1) Componimento poetico di breve respiro rappresentante in generale, ma non obbligatoriamente, un bozzetto di genere bucolico o pastorale.

2) Fig., ideale di vita serena, improntata allo scenario e allo spirito degli idilli poetici; anche stato ideale di armonia e di serena convivenza (talvolta in senso scherzoso): dopo le solite baruffe, sono tornati in perfetto idillio; la nostra vita è un idillio.

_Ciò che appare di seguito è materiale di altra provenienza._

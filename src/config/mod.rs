//! Configuration management subsystem.
//!
//! # Data Flow
//! ```text
//! config file (TOML)
//!     → loader.rs (parse & deserialize)
//!     → validation.rs (semantic checks)
//!     → SiteConfig (validated, immutable)
//!     → site::Site::compile (route trees)
//! ```
//!
//! # Design Decisions
//! - Config is immutable once loaded; the compiled trees never change
//! - All fields have defaults to allow minimal configs
//! - Validation separates syntactic (serde) from semantic checks

pub mod loader;
pub mod schema;
pub mod validation;

pub use loader::{load_config, parse_config, ConfigError};
pub use schema::{ObservabilityConfig, RouteConfig, ServerConfig, SiteConfig, SubsiteConfig};
pub use validation::{validate_config, ValidationError};
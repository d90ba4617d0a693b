//! HTTP protocol handling subsystem.
//!
//! # Data Flow
//! ```text
//! TCP connection
//!     → server.rs (Axum setup, middleware)
//!     → request.rs (assign and propagate request ID)
//!     → site (resolve path + method)
//!     → 200 JSON route / 405 / 404
//! ```

pub mod request;
pub mod server;

pub use request::{RequestIdExt, X_REQUEST_ID};
pub use server::{HttpServer, RouteResponse};
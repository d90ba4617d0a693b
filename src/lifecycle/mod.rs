//! Lifecycle management subsystem.
//!
//! # Data Flow
//! ```text
//! Startup (main.rs):
//!     Load config → Validate → Compile site → Start listener
//!
//! Shutdown (shutdown.rs):
//!     Signal received → Stop accepting → Drain in-flight requests → Exit
//!
//! Signals (signals.rs):
//!     SIGTERM/SIGINT → Trigger graceful shutdown
//! ```

pub mod shutdown;
pub mod signals;

pub use shutdown::Shutdown;
//! Request identification.
//!
//! # Responsibilities
//! - Generate a unique request ID (UUID v4) when the client sent none
//! - Echo the ID on the response
//! - Expose the ID to handlers for log correlation
//!
//! # Design Decisions
//! - Request ID added as early as possible (outermost layer)
//! - A client-supplied `x-request-id` is kept, not replaced

use axum::http::Request;
use tower_http::request_id::{MakeRequestUuid, PropagateRequestIdLayer, SetRequestIdLayer};

/// Header carrying the request ID.
pub const X_REQUEST_ID: &str = "x-request-id";

/// Layer assigning an ID to requests that lack one.
pub fn set_request_id_layer() -> SetRequestIdLayer<MakeRequestUuid> {
    SetRequestIdLayer::x_request_id(MakeRequestUuid)
}

/// Layer copying the request's ID onto the response.
pub fn propagate_request_id_layer() -> PropagateRequestIdLayer {
    PropagateRequestIdLayer::x_request_id()
}

/// Access to the request ID from handlers.
pub trait RequestIdExt {
    fn request_id(&self) -> &str;
}

impl<B> RequestIdExt for Request<B> {
    fn request_id(&self) -> &str {
        self.headers()
            .get(X_REQUEST_ID)
            .and_then(|v| v.to_str().ok())
            .unwrap_or("unknown")
    }
}
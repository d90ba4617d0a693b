//! Configuration loading from disk.

use std::fs;
use std::path::Path;

use thiserror::Error;

use crate::config::schema::SiteConfig;
use crate::config::validation::{validate_config, ValidationError};

/// Error type for configuration loading.
#[derive(Debug, Error)]
pub enum ConfigError {
    #[error("IO error: {0}")]
    Io(#[from] std::io::Error),

    #[error("Parse error: {0}")]
    Parse(#[from] toml::de::Error),

    #[error("Validation failed: {}", join(.0))]
    Validation(Vec<ValidationError>),
}

fn join(errors: &[ValidationError]) -> String {
    errors
        .iter()
        .map(ToString::to_string)
        .collect::<Vec<_>>()
        .join(", ")
}

/// Load and validate configuration from a TOML file.
pub fn load_config(path: &Path) -> Result<SiteConfig, ConfigError> {
    let content = fs::read_to_string(path)?;
    parse_config(&content)
}

/// Parse and validate configuration from TOML text.
pub fn parse_config(content: &str) -> Result<SiteConfig, ConfigError> {
    let config: SiteConfig = toml::from_str(content)?;

    validate_config(&config).map_err(ConfigError::Validation)?;

    Ok(config)
}
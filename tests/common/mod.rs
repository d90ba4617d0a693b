//! Shared fixtures for integration tests.

#![allow(dead_code)]

use std::net::SocketAddr;
use std::path::PathBuf;
use std::sync::Arc;

use axum::http::Method;
use route_dispatch::config::{load_config, SiteConfig};
use route_dispatch::routing::{CustomParser, Leaf, Mount, Parent, Pattern, RouteNode, RouteTree};
use route_dispatch::Site;

#[derive(Debug, Clone, PartialEq, Eq)]
pub enum AppRoute {
    Home,
    NewUser,
    User(i64),
    Static(Vec<String>),
    Admin(AdminRoute),
    AdminFallback(Vec<String>),
    Api(u64, ApiRoute),
    LegacyApi(Vec<String>),
}

#[derive(Debug, Clone, PartialEq, Eq)]
pub enum AdminRoute {
    Dashboard,
    Report(String),
}

#[derive(Debug, Clone, PartialEq, Eq)]
pub enum ApiRoute {
    Status,
}

pub fn p(pattern: &str) -> Pattern {
    Pattern::parse(pattern).unwrap()
}

pub fn segs(parts: &[&str]) -> Vec<String> {
    parts.iter().map(|s| s.to_string()).collect()
}

pub fn api_tree() -> RouteTree<ApiRoute> {
    RouteTree::new([Leaf::new("status", p("/status"), |_| Some(ApiRoute::Status)).methods([Method::GET])])
        .unwrap()
}

/// A typed tree exercising every node kind.
pub fn app_tree() -> RouteTree<AppRoute> {
    let kinds = [CustomParser::one_of("kind", ["daily", "weekly"])];
    let admin: RouteTree<AdminRoute> = RouteTree::new([
        Leaf::new("dashboard", p("/"), |_| Some(AdminRoute::Dashboard)),
        Leaf::new(
            "report",
            Pattern::parse_with("/reports/{kind:kind}", &kinds).unwrap(),
            |c| Some(AdminRoute::Report(c.text(0)?.to_string())),
        ),
    ])
    .unwrap();

    let nodes: Vec<RouteNode<AppRoute>> = vec![
        Leaf::new("home", p("/"), |_| Some(AppRoute::Home))
            .methods([Method::GET])
            .into(),
        Leaf::new("new_user", p("/users/new"), |_| Some(AppRoute::NewUser))
            .methods([Method::GET])
            .into(),
        Leaf::new("user", p("/users/{id:int}"), |c| c.int(0).map(AppRoute::User))
            .methods([Method::GET])
            .into(),
        Leaf::new("static", p("/static/{*path}"), |c| {
            Some(AppRoute::Static(c.segments(0)?.to_vec()))
        })
        .into(),
        Parent::new("admin", p("/admin"), admin, |_, a| Some(AppRoute::Admin(a))).into(),
        Leaf::new("admin_fallback", p("/admin/{*rest}"), |c| {
            Some(AppRoute::AdminFallback(c.segments(0)?.to_vec()))
        })
        .into(),
        Mount::new("api", p("/api/{version:uint}"), Arc::new(api_tree()), |c, r| {
            Some(AppRoute::Api(c.uint(0)?, r))
        })
        .into(),
        Leaf::new("legacy_api", p("/api/{*rest}"), |c| {
            Some(AppRoute::LegacyApi(c.segments(0)?.to_vec()))
        })
        .into(),
    ];
    RouteTree::new(nodes).unwrap()
}

pub fn sample_config_path() -> PathBuf {
    PathBuf::from(concat!(env!("CARGO_MANIFEST_DIR"), "/routes.toml"))
}

pub fn sample_config() -> SiteConfig {
    load_config(&sample_config_path()).unwrap()
}

pub fn sample_site() -> Arc<Site> {
    Arc::new(Site::compile(&sample_config()).unwrap())
}

pub fn local_addr(port: u16) -> SocketAddr {
    SocketAddr::from(([127, 0, 0, 1], port))
}
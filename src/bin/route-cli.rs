use std::path::PathBuf;
use std::process::ExitCode;

use clap::{Parser, Subcommand};
use serde_json::json;

use route_dispatch::config::{load_config, RouteConfig};
use route_dispatch::routing::{split_path, Dispatch, PathRequest};
use route_dispatch::{RouteValue, Site};

#[derive(Parser)]
#[command(name = "route-cli")]
#[command(about = "Inspect and exercise a route configuration offline", long_about = None)]
struct Cli {
    #[command(subcommand)]
    command: Commands,
}

#[derive(Subcommand)]
enum Commands {
    /// Validate and compile a configuration
    Check { config: PathBuf },
    /// Print the configured route tree
    Tree { config: PathBuf },
    /// Resolve a path (or absolute URL) against a configuration
    Parse {
        config: PathBuf,
        path: String,
        /// Request method; omit to skip method filtering
        #[arg(short, long)]
        method: Option<String>,
    },
    /// Render a route value (JSON) back into a path
    Render { config: PathBuf, route: String },
}

fn main() -> Result<ExitCode, Box<dyn std::error::Error>> {
    let cli = Cli::parse();

    match cli.command {
        Commands::Check { config } => {
            let loaded = load_config(&config)?;
            Site::compile(&loaded)?;
            println!("{}: ok", config.display());
        }
        Commands::Tree { config } => {
            let loaded = load_config(&config)?;
            print_routes(&loaded.routes, 0);
            for (name, subsite) in &loaded.subsites {
                println!("[subsite {}]", name);
                print_routes(&subsite.routes, 1);
            }
        }
        Commands::Parse { config, path, method } => {
            let site = Site::compile(&load_config(&config)?)?;
            let mut request = PathRequest::new(split_path(&path));
            if let Some(method) = method {
                let method = route_dispatch::config::schema::parse_method(&method)
                    .ok_or_else(|| format!("invalid method `{}`", method))?;
                request = request.with_method(method);
            }

            let outcome = site.resolve(&request);
            let label = outcome.outcome();
            let report = match &outcome {
                Dispatch::Matched { route, .. } => json!({
                    "outcome": label,
                    "segments": request.segments(),
                    "route": route,
                    "path": site.render(route),
                }),
                Dispatch::NotFound => json!({
                    "outcome": label,
                    "segments": request.segments(),
                }),
            };
            println!("{}", serde_json::to_string_pretty(&report)?);

            if outcome.into_route().is_none() {
                return Ok(ExitCode::FAILURE);
            }
        }
        Commands::Render { config, route } => {
            let site = Site::compile(&load_config(&config)?)?;
            let value: RouteValue = serde_json::from_str(&route)?;
            match site.render(&value) {
                Some(path) => println!("{}", path),
                None => {
                    eprintln!("Error: route value does not fit the configured tree");
                    return Ok(ExitCode::FAILURE);
                }
            }
        }
    }

    Ok(ExitCode::SUCCESS)
}

fn print_routes(routes: &[RouteConfig], depth: usize) {
    for route in routes {
        let indent = "  ".repeat(depth);
        let methods = if route.methods.is_empty() {
            "*".to_string()
        } else {
            route.methods.join(",")
        };
        match &route.mount {
            Some(subsite) => println!("{}{} {} -> subsite {}", indent, route.name, route.pattern, subsite),
            None if route.children.is_empty() => {
                println!("{}{} {} [{}]", indent, route.name, route.pattern, methods)
            }
            None => {
                println!("{}{} {}", indent, route.name, route.pattern);
                print_routes(&route.children, depth + 1);
            }
        }
    }
}
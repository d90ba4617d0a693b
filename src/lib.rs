//! Typed route parsing and dispatch.
//!
//! A route tree of static segments, typed captures, wildcards, nested
//! parents and mounted sub-sites, interpreted at runtime into a total
//! function from path segments to route values.

pub mod config;
pub mod http;
pub mod lifecycle;
pub mod observability;
pub mod routing;
pub mod site;
pub mod testing;

pub use config::SiteConfig;
pub use http::HttpServer;
pub use lifecycle::Shutdown;
pub use routing::{Dispatch, PathRequest, RouteTree};
pub use site::{RouteValue, Site};
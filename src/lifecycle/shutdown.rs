//! Shutdown coordination for the server.

use tokio::sync::broadcast;

/// Coordinator for graceful shutdown.
///
/// Every long-running task subscribes before it starts; a single `trigger`
/// reaches all of them.
#[derive(Debug, Clone)]
pub struct Shutdown {
    tx: broadcast::Sender<()>,
}

impl Shutdown {
    pub fn new() -> Self {
        let (tx, _) = broadcast::channel(1);
        Self { tx }
    }

    /// Subscribe to the shutdown signal.
    pub fn subscribe(&self) -> broadcast::Receiver<()> {
        self.tx.subscribe()
    }

    /// Trigger the shutdown signal. Returns how many subscribers were notified.
    pub fn trigger(&self) -> usize {
        self.tx.send(()).unwrap_or(0)
    }

    /// Trigger shutdown once the process receives SIGINT or SIGTERM.
    pub fn trigger_on_signal(&self) -> tokio::task::JoinHandle<()> {
        let shutdown = self.clone();
        tokio::spawn(async move {
            crate::lifecycle::signals::wait_for_signal().await;
            shutdown.trigger();
        })
    }
}

impl Default for Shutdown {
    fn default() -> Self {
        Self::new()
    }
}
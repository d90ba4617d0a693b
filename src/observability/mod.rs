//! Observability subsystem.
//!
//! # Data Flow
//! ```text
//! All subsystems produce:
//!     → logging.rs (structured log events)
//!     → metrics.rs (dispatch counters and latency)
//!
//! Consumers:
//!     → Log aggregation (stdout)
//!     → Metrics endpoint (Prometheus scrape)
//! ```
//!
//! # Design Decisions
//! - Structured logging for machine parsing
//! - Request ID flows from the HTTP layer into every log line of a request
//! - Metrics are cheap (atomic increments) and a no-op until a recorder is installed

pub mod logging;
pub mod metrics;
//! Route tree data model.
//!
//! # Responsibilities
//! - Represent leaves, nested parents and sub-site mounts as a closed sum type
//! - Reject malformed trees at construction time
//! - Erase the route type of nested children behind the parent's wrap function
//!
//! # Design Decisions
//! - Immutable after construction (shared via `Arc`, no locks)
//! - Parents and mounts share one type-erased child seam (`Nested`)
//! - Constructors returning `None` behave like a segment that failed to parse

use std::collections::HashSet;
use std::fmt;

use axum::http::Method;
use thiserror::Error;

use crate::routing::dispatch::Dispatch;
use crate::routing::pattern::Pattern;
use crate::routing::piece::Captures;
use crate::routing::subsite::Subsite;

/// Construction-time tree errors.
#[derive(Debug, Clone, PartialEq, Eq, Error)]
pub enum TreeError {
    #[error("resource name must not be empty")]
    EmptyName,

    #[error("duplicate resource name `{0}`")]
    DuplicateName(String),

    #[error("wildcard in `{0}` is not the final piece")]
    WildcardNotFinal(String),

    #[error("prefix of `{0}` contains a wildcard; nested resources would be unreachable")]
    WildcardInPrefix(String),
}

type Constructor<R> = Box<dyn Fn(Captures) -> Option<R> + Send + Sync>;

/// A terminal resource.
pub struct Leaf<R> {
    name: String,
    pattern: Pattern,
    methods: Vec<Method>,
    construct: Constructor<R>,
}

impl<R> Leaf<R> {
    /// Create a leaf accepting any method.
    pub fn new<F>(name: impl Into<String>, pattern: Pattern, construct: F) -> Self
    where
        F: Fn(Captures) -> Option<R> + Send + Sync + 'static,
    {
        Self {
            name: name.into(),
            pattern,
            methods: Vec::new(),
            construct: Box::new(construct),
        }
    }

    /// Restrict the leaf to the given methods. An empty set accepts any.
    pub fn methods(mut self, methods: impl IntoIterator<Item = Method>) -> Self {
        self.methods = methods.into_iter().collect();
        self
    }

    pub fn name(&self) -> &str {
        &self.name
    }

    pub fn pattern(&self) -> &Pattern {
        &self.pattern
    }

    pub fn allowed_methods(&self) -> &[Method] {
        &self.methods
    }

    /// Whether a request with `method` has a handler here.
    pub fn allows(&self, method: &Method) -> bool {
        self.methods.is_empty() || self.methods.contains(method)
    }

    pub(crate) fn construct(&self, bound: Captures) -> Option<R> {
        (self.construct)(bound)
    }
}

/// Type-erased dispatch into whatever sits below a parent or mount.
pub(crate) trait Nested<R>: Send + Sync {
    fn dispatch(&self, bound: Captures, rest: &[String], method: Option<&Method>) -> Dispatch<R>;
}

struct NestedTree<C, F> {
    tree: RouteTree<C>,
    wrap: F,
}

impl<C, R, F> Nested<R> for NestedTree<C, F>
where
    F: Fn(Captures, C) -> Option<R> + Send + Sync,
{
    fn dispatch(&self, bound: Captures, rest: &[String], method: Option<&Method>) -> Dispatch<R> {
        match self.tree.dispatch(rest, method) {
            Dispatch::Matched { route, method_ok } => match (self.wrap)(bound, route) {
                Some(route) => Dispatch::Matched { route, method_ok },
                None => Dispatch::NotFound,
            },
            Dispatch::NotFound => Dispatch::NotFound,
        }
    }
}

struct Delegate<S, F> {
    subsite: S,
    lift: F,
}

impl<S, R, F> Nested<R> for Delegate<S, F>
where
    S: Subsite,
    F: Fn(Captures, S::Route) -> Option<R> + Send + Sync,
{
    fn dispatch(&self, bound: Captures, rest: &[String], method: Option<&Method>) -> Dispatch<R> {
        self.subsite
            .parse_subroute(rest, method)
            .and_then(|sub| (self.lift)(bound, sub))
            .map_or(Dispatch::NotFound, |route| Dispatch::Matched { route, method_ok: true })
    }
}

/// A prefix with its own nested resources.
pub struct Parent<R> {
    name: String,
    prefix: Pattern,
    children: Box<dyn Nested<R>>,
}

impl<R> Parent<R> {
    /// `wrap` receives the prefix captures and the child's route value.
    pub fn new<C, F>(name: impl Into<String>, prefix: Pattern, children: RouteTree<C>, wrap: F) -> Self
    where
        C: 'static,
        R: 'static,
        F: Fn(Captures, C) -> Option<R> + Send + Sync + 'static,
    {
        Self {
            name: name.into(),
            prefix,
            children: Box::new(NestedTree { tree: children, wrap }),
        }
    }

    pub fn name(&self) -> &str {
        &self.name
    }

    pub fn prefix(&self) -> &Pattern {
        &self.prefix
    }

    pub(crate) fn children(&self) -> &dyn Nested<R> {
        self.children.as_ref()
    }
}

/// A prefix delegating everything below it to a sub-site.
pub struct Mount<R> {
    name: String,
    prefix: Pattern,
    subsite: Box<dyn Nested<R>>,
}

impl<R> Mount<R> {
    /// `lift` wraps the sub-site's route value into the parent's route type.
    pub fn new<S, F>(name: impl Into<String>, prefix: Pattern, subsite: S, lift: F) -> Self
    where
        S: Subsite + 'static,
        R: 'static,
        F: Fn(Captures, S::Route) -> Option<R> + Send + Sync + 'static,
    {
        Self {
            name: name.into(),
            prefix,
            subsite: Box::new(Delegate { subsite, lift }),
        }
    }

    pub fn name(&self) -> &str {
        &self.name
    }

    pub fn prefix(&self) -> &Pattern {
        &self.prefix
    }

    pub(crate) fn subsite(&self) -> &dyn Nested<R> {
        self.subsite.as_ref()
    }
}

/// One node of a route tree.
pub enum RouteNode<R> {
    Leaf(Leaf<R>),
    Parent(Parent<R>),
    Mount(Mount<R>),
}

impl<R> RouteNode<R> {
    pub fn name(&self) -> &str {
        match self {
            RouteNode::Leaf(leaf) => leaf.name(),
            RouteNode::Parent(parent) => parent.name(),
            RouteNode::Mount(mount) => mount.name(),
        }
    }

    pub fn pattern(&self) -> &Pattern {
        match self {
            RouteNode::Leaf(leaf) => leaf.pattern(),
            RouteNode::Parent(parent) => parent.prefix(),
            RouteNode::Mount(mount) => mount.prefix(),
        }
    }

    fn validate(&self) -> Result<(), TreeError> {
        if self.name().is_empty() {
            return Err(TreeError::EmptyName);
        }
        match self {
            RouteNode::Leaf(leaf) if leaf.pattern.has_misplaced_wildcard() => {
                Err(TreeError::WildcardNotFinal(leaf.name.clone()))
            }
            RouteNode::Parent(_) | RouteNode::Mount(_) if self.pattern().has_wildcard() => {
                Err(TreeError::WildcardInPrefix(self.name().to_string()))
            }
            _ => Ok(()),
        }
    }
}

impl<R> From<Leaf<R>> for RouteNode<R> {
    fn from(leaf: Leaf<R>) -> Self {
        RouteNode::Leaf(leaf)
    }
}

impl<R> From<Parent<R>> for RouteNode<R> {
    fn from(parent: Parent<R>) -> Self {
        RouteNode::Parent(parent)
    }
}

impl<R> From<Mount<R>> for RouteNode<R> {
    fn from(mount: Mount<R>) -> Self {
        RouteNode::Mount(mount)
    }
}

impl<R> fmt::Debug for RouteNode<R> {
    fn fmt(&self, f: &mut fmt::Formatter<'_>) -> fmt::Result {
        match self {
            RouteNode::Leaf(leaf) => f
                .debug_struct("Leaf")
                .field("name", &leaf.name)
                .field("pattern", &leaf.pattern.to_string())
                .field("methods", &leaf.methods)
                .finish(),
            RouteNode::Parent(parent) => f
                .debug_struct("Parent")
                .field("name", &parent.name)
                .field("prefix", &parent.prefix.to_string())
                .finish_non_exhaustive(),
            RouteNode::Mount(mount) => f
                .debug_struct("Mount")
                .field("name", &mount.name)
                .field("prefix", &mount.prefix.to_string())
                .finish_non_exhaustive(),
        }
    }
}

/// An ordered, validated, immutable list of sibling nodes.
pub struct RouteTree<R> {
    nodes: Vec<RouteNode<R>>,
}

impl<R> RouteTree<R> {
    /// Validate and freeze the given siblings, in declaration order.
    pub fn new<I>(nodes: I) -> Result<Self, TreeError>
    where
        I: IntoIterator,
        I::Item: Into<RouteNode<R>>,
    {
        let nodes: Vec<RouteNode<R>> = nodes.into_iter().map(Into::into).collect();

        let mut seen = HashSet::new();
        for node in &nodes {
            node.validate()?;
            if !seen.insert(node.name()) {
                return Err(TreeError::DuplicateName(node.name().to_string()));
            }
        }

        Ok(Self { nodes })
    }

    pub fn nodes(&self) -> &[RouteNode<R>] {
        &self.nodes
    }

    pub fn len(&self) -> usize {
        self.nodes.len()
    }

    pub fn is_empty(&self) -> bool {
        self.nodes.is_empty()
    }
}

impl<R> fmt::Debug for RouteTree<R> {
    fn fmt(&self, f: &mut fmt::Formatter<'_>) -> fmt::Result {
        f.debug_list().entries(&self.nodes).finish()
    }
}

3) Fig., sentimento amoroso, tenero approccio: tra loro è nato un idillio.

Letteratura

Già presente nei poemi omerici, l'idillio pastorale raggiunse la sua massima espressione con il poeta greco Teocrito, che nel sec. III a. C. compose i preziosi ed eleganti Idilli di ambiente siciliano. Imitatori di Teocrito furono i poeti Mosco di Siracusa (sec. II a. C.) e Bione di Smirne (sec. I a. C.). Alla tradizione teocritea si riallacciò Virgilio negli squisiti bozzetti di vita campestre delle . Nella letteratura moderna si designano come idilli componimenti che generalmente presentano un'intonazione serena ed esprimono la tendenza al sogno, al rifugio nella quiete della natura. Tale aspirazione, già viva nella poesia petrarchesca, trovò matura espressione nell'età rinascimentale, dalle Stanze di Poliziano all'Arcadia di Sannazaro, fino a divenire maniera artificiosa e accademica nell'Arcadia settecentesca. Nell'Ottocento G. Leopardi, che aveva tradotto l'opera pastorale di Mosco, effuse nella contemplazione della natura il suo intenso mondo sentimentale, interiorizzando l'idillio tradizionale: si ebbero così gli Idilli (L'infinito, La sera del dì di festa, Alla luna, Il sogno, La vita solitaria e il frammento Odi, Melisso), composti fra il 1819 e il 1821. A un suo vivace quadro di vita campagnola G. Carducci diede il titolo di Idillio maremmano.